Good point, can't believe I missed that.


----------



## frenchelectrican

Signal Guy.,

For the photocells for the failure mode I know few will be stuck on mode when they go bad and few will not come on at all all it depending on which photocell you order it.

Most photocells I order them useally have luminaire be on in fail mode in most place but few are reversed ( common with large street luminaries )

Merci,
Marc


----------



## Signal Guy

frenchelectrican said:


> For the photocells for the failure mode I know few will be stuck on mode when they go bad and few will not come on at all all it depending on which photocell you order it.


Thanks, I wasn't aware of that. my experience is mostly with on-street lighting, so thats all I see. 
A friend of mine always says that if I'm not careful, I'll learn something new every day.


----------



## daltis

Thank you for the helpful information. Yes, it does have a wall switch and I do have voltage going to it. Is it possible to bypass the photo cell to test the lamp?


----------



## frenchelectrican

daltis said:


> Thank you for the helpful information. Yes, it does have a wall switch and I do have voltage going to it. Is it possible to bypass the photo cell to test the lamp?


It possible depending on which type of photocell you have there.

For the button type as I will post the photo and the twistlock verison those two are most common style we used either North Americia side and European side.

Here the button photocell look like .,










Now here the twistlockers look like.,










Just keep in your mind the twistlock will show few differnt style and shape but functionwise they are the same ( just pay attetion to the voltage rating for all photocell types.

Merci,
Marc


----------



## daltis

The type on the light I have is the twistlock. Thank you so much for the helpful information.


----------



## frenchelectrican

OK now we are getting somewhere.,

As one of the poster ( signal guy ) did suggest to use the dark gloves to cover the photocell that will take couple second up to couple minutes before they will turn the luminaire on.

For myself I keep a shorting cap with me some case it will be more than basic troubleshooting then I use the shorting cap. ( not very many place will stock the shorting cap for it but it justifed the cost if you do troubleshooting or the Luminarie do come with photocell but want to bypass it due it controled by timer so it do happend )

When you untwist it will turn a little probly about a eighth turn not very much turn but you will feel it.

But when you put it back on or replace you will have to make a note which way the Nord ( North ) is facing due the twistlocker will have one blade is larger than other two.

Hope that will help ya.

Merci,
Marc


----------



## daltis

If I remove the photocell and cover it with tape should I have continuity between the 2 "hot" blades?


----------



## frenchelectrican

daltis said:


> If I remove the photocell and cover it with tape should I have continuity between the 2 "hot" blades?

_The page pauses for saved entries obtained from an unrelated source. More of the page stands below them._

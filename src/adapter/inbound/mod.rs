//! Inbound adapters (driving side).

pub mod cli;
//! Idempotency store settings.

use std::time::Duration;

use serde::Deserialize;

use crate::adapter::outbound::idempotency::DEFAULT_MAX_ENTRIES;

#[derive(Debug, Clone, Copy, Deserialize)]
pub struct IdempotencyConfig {
    /// How long a seen key stays marked.
    #[serde(default = "default_ttl_secs")]
    pub ttl_secs: u64,
    /// Live records kept before the oldest are evicted.
    #[serde(default = "default_max_entries")]
    pub max_entries: usize,
    #[serde(default = "default_gc_interval_secs")]
    pub gc_interval_secs: u64,
}

const fn default_ttl_secs() -> u64 {
    86_400
}

const fn default_max_entries() -> usize {
    DEFAULT_MAX_ENTRIES
}

const fn default_gc_interval_secs() -> u64 {
    300
}

impl IdempotencyConfig {
    #[must_use]
    pub const fn ttl(&self) -> Duration {
        Duration::from_secs(self.ttl_secs)
    }

    #[must_use]
    pub const fn gc_interval(&self) -> Duration {
        Duration::from_secs(self.gc_interval_secs)
    }
}

impl Default for IdempotencyConfig {
    fn default() -> Self {
        Self {
            ttl_secs: default_ttl_secs(),
            max_entries: default_max_entries(),
            gc_interval_secs: default_gc_interval_secs(),
        }
    }
}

Not really you need the power to get the sensor to read it right.

Unless it allready got a magic smoke builded up ( you can able tell if the whole thing is black inside or smell burnted.

It will be wise idea to pick a new photocell they are not that expensive IIRC about 10 Euros or so for a good one the cheaper one will run about 8 Euros keep in your mind it depending on where you get it from.

Merci,
Marc


----------



## daltis

I did notice that the photocell was black inside. Your information has been very helpful. Thank you.


----------



## Hardway

Don't forget to check the date on the new photo cell.


----------



## daltis

I replaced the photocell. I also found a wire inside of the light itself that was broken in two. I repaired the broken wire. I wrapped black tape around the photocell and checked the voltage at the light socket. I had 122 volts. When I installed the bulb it still would not come on. I replaced the bulb to be sure. The light is still not working. I am not sure what else to check since I have the proper voltage at the socket. Do you have any suggestions?


----------



## Hardway

What is the voltage of the bulb?


----------



## daltis

It is 120v.


----------



## frenchelectrican

daltis said:


> It is 120v.


Ok you say 120 volts but what type of bulb are we talking about as I posted above MV or MH or HPS or CFL ??

That will make the differnce on how to make the troubleshooting here.

The MV ( common 175 watters ) dusk to dawn luminaire the open circuit is typically about 250 volts it will be mesured at lamp socket or ballast secondary leads.

So if you did read the voltage and come out 120 volts then the ballast is shot.

For other type or other wattage size let us know we will tell you the correct voltage rating on lamp socket.

Merci,
Marc


----------



## daltis

It is MV and 175 watts. Thanks.


----------



## Hardway

frenchelectrican said:


> Ok you say 120 volts but what type of bulb are we talking about as I posted above MV or MH or HPS or CFL ??
> 
> That will make the differnce on how to make the troubleshooting here.
> 
> The MV ( common 175 watters ) dusk to dawn luminaire the open circuit is typically about 250 volts it will be mesured at lamp socket or ballast secondary leads.
> 
> So if you did read the voltage and come out 120 volts then the ballast is shot.
> 
> For other type or other wattage size let us know we will tell you the correct voltage rating on lamp socket.
> 
> Merci,
> Marc


Sent from phone. Thanks for taking the ball and running with it.


----------



## frenchelectrican

Hardway said:


> Sent from phone. Thanks for taking the ball and running with it.


Pas de Problme ( Not a problem ) 


Merci,
Marc


----------



## hvac/r- pro1

I am having the same exact problem ,getting 122v and bulb will not fire up. I think it may be a bad transformer or loose ground.


----------



## hvac/r- pro1

*dont know*

Daltis,i am having the same exact same problem122v, new bulb and, will not fire up.maby transformer,or loose ground wire.:whistling2:


----------